Como lidar com a pressão dos amigos

A adolescência é um tempo de mudanças físicas e psicológicas e de consequentes adaptações. É também tempo de pertencer a um grupo. Um grupo de convívio, com quem se sai, se vai ao cinema, à discoteca ou com quem simplesmente se conversa no recreio da escola, se partilham dúvidas, confidências...

Ana Rodrigues da Costa

O grupo exerce influência sobre os seus membros, quer positiva quer negativamente.

Esta influência pode fazer-se segundo dois processos, a comparação social e o conformismo.

Quanto ao primeiro processo, este consiste na comparação do seu próprio comportamento e das suas competências com as de outros adolescentes para efetuar a sua autoavaliação.

Quanto ao conformismo, o adolescente adota atitudes ou comportamentos de outras pessoas devido à pressão real ou imaginária que estas exercem sobre ele e que podem passar pela forma de vestir (a maioria dos jovens veste um "uniforme"), a música que ouve, a linguagem que utiliza, os valores que interioriza, as atividades extracurriculares e os passatempos.

Assim, o grupo de pares (de iguais) constitui um importante apoio emocional e, simultaneamente, uma fonte de pressão para o comportamento do adolescente num período complexo e de transição como é a adolescência.

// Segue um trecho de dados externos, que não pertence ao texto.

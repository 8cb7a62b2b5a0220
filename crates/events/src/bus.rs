//! Event publishing/subscription abstraction (mechanics only).
//!
//! The bus fans events out to background consumers such as the notification
//! worker. It is transport-agnostic and makes no persistence promises:
//!
//! - **Broadcast**: each subscription receives a copy of every published message.
//! - **Ordering**: per publisher only; concurrent publishers may interleave.
//! - **No storage**: a message published with no subscribers is dropped.

use std::sync::Arc;
use std::sync::atomic::{AtomicU64, Ordering};
use std::sync::mpsc::Receiver;
use std::time::Duration;

use chrono::Utc;
use thiserror::Error;
use uuid::Uuid;

use crate::dispatcher::{EventListener, ListenerError};
use crate::{Event, EventEnvelope};

/// A subscription to an event stream.
///
/// ## Usage Pattern
///
/// ```ignore
/// let subscription = bus.subscribe();
///
/// loop {
///     match subscription.recv_timeout(Duration::from_millis(250)) {
///         Ok(envelope) => process(envelope)?,
///         Err(std::sync::mpsc::RecvTimeoutError::Timeout) => continue,  // Check for shutdown
///         Err(std::sync::mpsc::RecvTimeoutError::Disconnected) => break,  // Bus closed
///     }
/// }
/// ```
///
/// Subscriptions are meant for single-threaded consumption.
#[derive(Debug)]
pub struct Subscription<M> {
    receiver: Receiver<M>,
}

impl<M> Subscription<M> {
    pub fn new(receiver: Receiver<M>) -> Self {
        Self { receiver }
    }

    /// Block until the next message is available.
    pub fn recv(&self) -> Result<M, std::sync::mpsc::RecvError> {
        self.receiver.recv()
    }

    /// Try to receive a message without blocking.
    pub fn try_recv(&self) -> Result<M, std::sync::mpsc::TryRecvError> {
        self.receiver.try_recv()
    }

    /// Block for up to `timeout` waiting for a message.
    pub fn recv_timeout(&self, timeout: Duration) -> Result<M, std::sync::mpsc::RecvTimeoutError> {
        self.receiver.recv_timeout(timeout)
    }
}

/// Pub/sub abstraction.
///
/// `publish()` can fail (e.g. lock poisoning, transport error). Failures are
/// surfaced to the caller, which decides whether to retry.
///
/// Implementations must be `Send + Sync`; multiple threads may publish
/// concurrently.
pub trait EventBus<M>: Send + Sync {
    type Error: core::fmt::Debug + Send + Sync + 'static;

    fn publish(&self, message: M) -> Result<(), Self::Error>;

    fn subscribe(&self) -> Subscription<M>;
}

impl<M, B> EventBus<M> for Arc<B>
where
    B: EventBus<M> + ?Sized,
{
    type Error = B::Error;

    fn publish(&self, message: M) -> Result<(), Self::Error> {
        (**self).publish(message)
    }

    fn subscribe(&self) -> Subscription<M> {
        (**self).subscribe()
    }
}

#[derive(Debug, Error)]
#[error("failed to publish {event_type} to the event bus: {reason}")]
pub struct PublishError {
    pub event_type: &'static str,
    pub reason: String,
}

/// Listener that forwards every dispatched event onto an [`EventBus`].
///
/// Registering a `BusPublisher` with an [`EventDispatcher`](crate::EventDispatcher)
/// bridges the synchronous path to background consumers.
#[derive(Debug)]
pub struct BusPublisher<B> {
    bus: B,
    next_sequence: AtomicU64,
}

impl<B> BusPublisher<B> {
    pub fn new(bus: B) -> Self {
        Self {
            bus,
            next_sequence: AtomicU64::new(1),
        }
    }
}

impl<E, B> EventListener<E> for BusPublisher<B>
where
    E: Event,
    B: EventBus<EventEnvelope<E>>,
{
    fn name(&self) -> &'static str {
        "bus-publisher"
    }

    fn handle(&self, event: &E) -> Result<(), ListenerError> {
        let sequence = self.next_sequence.fetch_add(1, Ordering::SeqCst);
        let envelope = EventEnvelope::new(
            Uuid::now_v7(),
            event.event_type(),
            sequence,
            Utc::now(),
            event.clone(),
        );

        self.bus.publish(envelope).map_err(|err| {
            Box::new(PublishError {
                event_type: event.event_type(),
                reason: format!("{err:?}"),
            }) as ListenerError
        })
    }
}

É uma fonte de afeto, de simpatia, compreensão e orientação moral, de segurança emocional, um lugar para a experimentação, um contexto que permite ao adolescente tornar-se mais autónomo e independente dos pais, formar relações íntimas como ensaio para a intimidade adulta nas relações românticas, conforme se vão formando grupos mistos, e de desenvolver um sentimento de pertença que faz com que os valores e normas de comportamento do grupo sejam aceites pelos seus membros.

Esta influência também poderá ser menos positiva. Faltar à escola, consumir drogas, roubar são comportamentos tidos, geralmente, em grupo, mas não é o grupo, por si só, que leva os jovens a tomar estas atitudes. Temos que ter em consideração que os adolescentes procuram outros iguais a eles.

É saudável um certo grau de conformismo às normas do grupo, mas não quando isso se torna destrutivo e coloca em causa os valores do adolescente.

Nos casos limite parece ser verdade o papel fulcral desta influência do grupo mas, na maioria das vezes, as práticas parentais podem ter uma maior influência nos comportamentos pró ou antissociais dos jovens.

As práticas educativas com autoridade democrática, em que os pais supervisionam os comportamentos através do controlo e da fixação de limites, e o trabalho escolar encorajam a realização, permitem a tomada conjunta de decisões, parecem ser mais eficazes a ajudar os jovens a internalizar padrões que os protegem das influências negativas dos pares e a estarem mais disponíveis às influências positivas.

Estas práticas parentais parecem reduzir os comportamentos problemáticos e melhorar o rendimento académico.

Estes pais tendem a educar jovens bem ajustados e estes procuram para amigos adolescentes também eles bem adaptados. Nesta situação, o grupo reforça e promove os efeitos benéficos de práticas educativas consideradas eficazes.

Para resistir à pressão do grupo não existem receitas milagrosas, mas os pais podem adotar algumas práticas educativas eficazes, tais como:

  • estabelecer limites claros para o comportamento;
  • determinar regras firmes mas não coercivas;
  • disciplinar os filhos de forma consistente;
  • explicar a tomada de decisões;
  • permitir a discussão das questões mais controversas;
  • controlar o paradeiro dos filhos mas sem serem superprotetores;
  • proporcionar um ambiente caloroso, afetuoso e compreensivo;
  • proporcionar informações e experiências que ajudem os adolescentes a desenvolver competências sociais;
  • reagir de forma flexível e adaptada às mudanças dos filhos;
  • abrir espaços de diálogo para que coloquem as suas dúvidas e incertezas;
  • permitir aos filhos que tomem decisões;
  • passar os valores familiares através do seu comportamento e não de discursos ou sermões.

Acima de tudo, devem ser pais e não amigos.